Tuesday, September 11, 2007
So, this is what I get for being lazy, for doing my interval workout on the treadmill instead of out in the fresh air where I belong.
While not technically road rash, it sure does look like it. And it hurts like it. I know 'cause I know from road rash. The outside of my left leg still bears the faintly mottled scar of my failed attempt to roller blade my booty into J-Lo shape about five years ago. So, you'd think running would be the absolute safest thing for Moi, right? I mean, how hard is it to put one foot in front of the other. Especially on the treadmill.
It's not entirely my fault, though.
Fergie's "London Bridge" is exceptionally useful for cranking up the speed to a bazillion miles an hour for an effective interval workout.

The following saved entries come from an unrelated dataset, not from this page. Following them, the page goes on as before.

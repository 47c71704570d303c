// Raster Generalization toolbox (engine alias `sa`): cleanup of categorical
// rasters, mostly classified imagery, before vectorization or analysis.
mod aggregate;
mod boundary_clean;
mod expand;
mod majority_filter;
mod nibble;
mod region_group;
mod shrink;
mod thin;

pub use self::aggregate::Aggregate;
pub use self::boundary_clean::BoundaryClean;
pub use self::expand::Expand;
pub use self::majority_filter::MajorityFilter;
pub use self::nibble::Nibble;
pub use self::region_group::RegionGroup;
pub use self::shrink::Shrink;
pub use self::thin::Thin;

#[cfg(test)]
mod tests {
    use crate::tools::*;

    #[test]
    fn generalization_tools_use_the_sa_alias() {
        let tm = ToolManager::new("", &false).unwrap();
        for name in [
            "Aggregate",
            "BoundaryClean",
            "Expand",
            "MajorityFilter",
            "Nibble",
            "RegionGroup",
            "Shrink",
            "Thin",
        ] {
            let tool = tm.get_tool(name).unwrap();
            assert_eq!(tool.get_alias(), "sa", "{}", name);
            assert_eq!(tool.get_toolbox(), "Raster Generalization", "{}", name);
            assert_eq!(tool.parameters()[0].name, "Input Raster", "{}", name);
            assert!(
                tool.valid_environments().contains(&EnvironmentKey::CellSize),
                "{}",
                name
            );
        }
    }

    #[test]
    fn expand_and_shrink_mirror_each_other() {
        let tm = ToolManager::new("", &false).unwrap();
        for name in ["Expand", "Shrink"] {
            let tool = tm.get_tool(name).unwrap();
            let cells = tool
                .parameters()
                .iter()
                .find(|p| p.name == "Number of Cells")
                .unwrap();
            assert_eq!(cells.parameter_type, ParameterType::Long, "{}", name);
            assert_eq!(cells.direction, ParameterDirection::Required, "{}", name);
            let zones = tool
                .parameters()
                .iter()
                .find(|p| p.name == "Zone Values")
                .unwrap();
            assert_eq!(zones.parameter_type, ParameterType::StringList, "{}", name);
            assert_eq!(zones.direction, ParameterDirection::Required, "{}", name);
        }
    }

    #[test]
    fn region_group_connectivity_defaults_to_four_within() {
        let tool = ToolManager::new("", &false)
            .unwrap()
            .get_tool("RegionGroup")
            .unwrap();
        let neighbors = tool
            .parameters()
            .iter()
            .find(|p| p.name == "Number of Neighbors")
            .unwrap();
        match &neighbors.parameter_type {
            ParameterType::CodedValue(domain) => {
                assert_eq!(domain.codes(), vec!["FOUR", "EIGHT"]);
            }
            other => panic!("unexpected parameter type {:?}", other),
        }
        assert_eq!(neighbors.default_value.as_deref(), Some("FOUR"));
        let connectivity = tool
            .parameters()
            .iter()
            .find(|p| p.name == "Zone Connectivity")
            .unwrap();
        assert_eq!(connectivity.default_value.as_deref(), Some("WITHIN"));
        let excluded = tool.parameters().last().unwrap();
        assert_eq!(excluded.parameter_type, ParameterType::Double);
        assert_eq!(excluded.direction, ParameterDirection::Optional);
        assert!(excluded.default_value.is_none());
    }

    #[test]
    fn aggregate_statistics_cover_the_block_summaries() {
        let tool = ToolManager::new("", &false)
            .unwrap()
            .get_tool("Aggregate")
            .unwrap();
        let stat = tool
            .parameters()
            .iter()
            .find(|p| p.name == "Aggregation Technique")
            .unwrap();
        match &stat.parameter_type {
            ParameterType::CodedValue(domain) => {
                assert_eq!(
                    domain.codes(),
                    vec!["SUM", "MAXIMUM", "MEAN", "MEDIAN", "MINIMUM"]
                );
                assert!(domain.contains("MEDIAN"));
                assert!(!domain.contains("RANGE"));
            }
            other => panic!("unexpected parameter type {:?}", other),
        }
        assert_eq!(stat.default_value.as_deref(), Some("SUM"));
    }

    #[test]
    fn thin_defaults_suit_scanned_contours() {
        let tool = ToolManager::new("", &false)
            .unwrap()
            .get_tool("Thin")
            .unwrap();
        let corners = tool
            .parameters()
            .iter()
            .find(|p| p.name == "Shape for Corners")
            .unwrap();
        assert_eq!(corners.default_value.as_deref(), Some("ROUND"));
        let background = tool
            .parameters()
            .iter()
            .find(|p| p.name == "Background Value")
            .unwrap();
        assert_eq!(background.default_value.as_deref(), Some("ZERO"));
    }
}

Trouble is, I was too busy singing along with the Dutchess's lament about her shoes that I neglected to pay attention to where I was putting my own.
So I decided to treat this myself. Not so much because I hate doctors, but because it's such a trial just starting the process of going to one. Call the Primary Care Physician. Get an appointment in 5 bazillion light years. See the Primary Care Physician. Have her tsk tsk over my wound. Watch as she considers sending me to a specialist. Roll my eyes as she decides to. Get that appointment in another 5 bazillion light years. Then discover specialist does nothing but prescribe antibiotics and some burn cream. All of which I already have at home thanks to a first aid kit and Ivan, but for which I now have to pay the specialist 12 bazillion dollars.

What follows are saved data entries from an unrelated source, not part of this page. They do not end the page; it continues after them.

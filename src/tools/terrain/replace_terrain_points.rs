use crate::tools::*;

/// Replaces points in a terrain point data source with points from another
/// feature class. Existing points inside the replacement features' extent
/// are removed first.
pub struct ReplaceTerrainPoints {
    name: String,
    display_name: String,
    description: String,
    toolbox: String,
    alias: String,
    parameters: Vec<ToolParameter>,
    valid_environments: Vec<EnvironmentKey>,
    example_usage: String,
}

impl ReplaceTerrainPoints {
    pub fn new() -> ReplaceTerrainPoints {
        // public constructor
        let name = "ReplaceTerrainPoints".to_string();
        let display_name = "Replace Terrain Points".to_string();
        let toolbox = "Terrain Dataset".to_string();
        let alias = "3d".to_string();
        let description =
            "Replaces points in a terrain point data source with a new collection of points."
                .to_string();

        let mut parameters = vec![];
        parameters.push(ToolParameter {
            name: "Input Terrain".to_owned(),
            flags: vec!["-i".to_owned(), "--in_terrain".to_owned()],
            description: "The terrain dataset whose points are replaced.".to_owned(),
            parameter_type: ParameterType::TerrainDataset,
            direction: ParameterDirection::Required,
            default_value: None,
        });

        parameters.push(ToolParameter {
            name: "Terrain Feature Class".to_owned(),
            flags: vec!["--terrain_feature_class".to_owned()],
            description: "The name of the participating feature class whose points are replaced."
                .to_owned(),
            parameter_type: ParameterType::String,
            direction: ParameterDirection::Required,
            default_value: None,
        });

        parameters.push(ToolParameter {
            name: "Input Points".to_owned(),
            flags: vec!["--in_point_features".to_owned()],
            description: "The point or multipoint features providing the replacement points."
                .to_owned(),
            parameter_type: ParameterType::FeatureClass(GeometryType::Point),
            direction: ParameterDirection::Required,
            default_value: None,
        });

        parameters.push(ToolParameter {
            name: "Area of Interest".to_owned(),
            flags: vec!["--polygon_features_or_extent".to_owned()],
            description:
                "A polygon feature class or an extent limiting where points are replaced."
                    .to_owned(),
            parameter_type: ParameterType::Composite(vec![
                ParameterType::FeatureClass(GeometryType::Polygon),
                ParameterType::Envelope,
            ]),
            direction: ParameterDirection::Optional,
            default_value: None,
        });

        parameters.push(ToolParameter {
            name: "Updated Terrain".to_owned(),
            flags: vec![],
            description: "The terrain dataset updated by the engine.".to_owned(),
            parameter_type: ParameterType::TerrainDataset,
            direction: ParameterDirection::Derived,
            default_value: None,
        });

        let valid_environments = vec![
            EnvironmentKey::Workspace,
            EnvironmentKey::ScratchWorkspace,
            EnvironmentKey::AutoCommit,
        ];

        let usage = example_usage(
            &name,
            "--in_terrain=gis.gdb/elevation/terrain --terrain_feature_class=masspoints --in_point_features=resurvey",
        );

        ReplaceTerrainPoints {
            name: name,
            display_name: display_name,
            description: description,
            toolbox: toolbox,
            alias: alias,
            parameters: parameters,
            valid_environments: valid_environments,
            example_usage: usage,
        }
    }
}

impl GeoprocessingTool for ReplaceTerrainPoints {
    fn get_source_file(&self) -> String {
        String::from(file!())
    }

    fn get_tool_name(&self) -> String {
        self.name.clone()
    }

    fn get_display_name(&self) -> String {
        self.display_name.clone()
    }

    fn get_tool_description(&self) -> String {
        self.description.clone()
    }

    fn get_toolbox(&self) -> String {
        self.toolbox.clone()
    }

    fn get_alias(&self) -> String {
        self.alias.clone()
    }

    fn parameters(&self) -> &[ToolParameter] {
        &self.parameters
    }

    fn valid_environments(&self) -> &[EnvironmentKey] {
        &self.valid_environments
    }

    fn get_example_usage(&self) -> String {
        self.example_usage.clone()
    }
}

So, after Googling "road rash treatment," I discovered that the prevailing treatment of choice is not to let the wound dry and then form a scab but instead to keep the injury as moist as possible and covered with a permeable type of bandage along the lines of Tegaderm. Which is like a piece of cellophane that goes over the wound and is meant to act like a scab for the 7-10 days it takes for the burn to heal itself. But according to box warning:
I see several things wrong here.
1. If all you have is a "minor wound," then it doesn't really need treatment, now does it? So the ten bazillion dollars I just spent on four Tegaderm patches? I may as well have flushed it down the toilette.
2. How am I supposed to discern infection from plain ol' OUCH? After all, I fell down – hard! – onto a strip of rubber zooming along at the equivalent of a 6 minute mile. Of course my knee is red! Of course it itches! Of course it's slightly swollen! So I thought some of the yellow gunk that leaked outta there a few hours after putting on the Tegaderm patch was a sign of infection, but oh no. The instruction manual tells me this is perfectly "normal," but if in "doubt," go see a doctor. So I'm now supposed to be an expert on distinguishing one kind of puss from the other?
You gotta hand it to the medical profession. This is quite a racket they got going on. Since no one really knows what contributes to the body's healing process, it's just best you don't try to handle things yourself. Instead, to be safe, empty the shoe fund, and leave it to the professionals.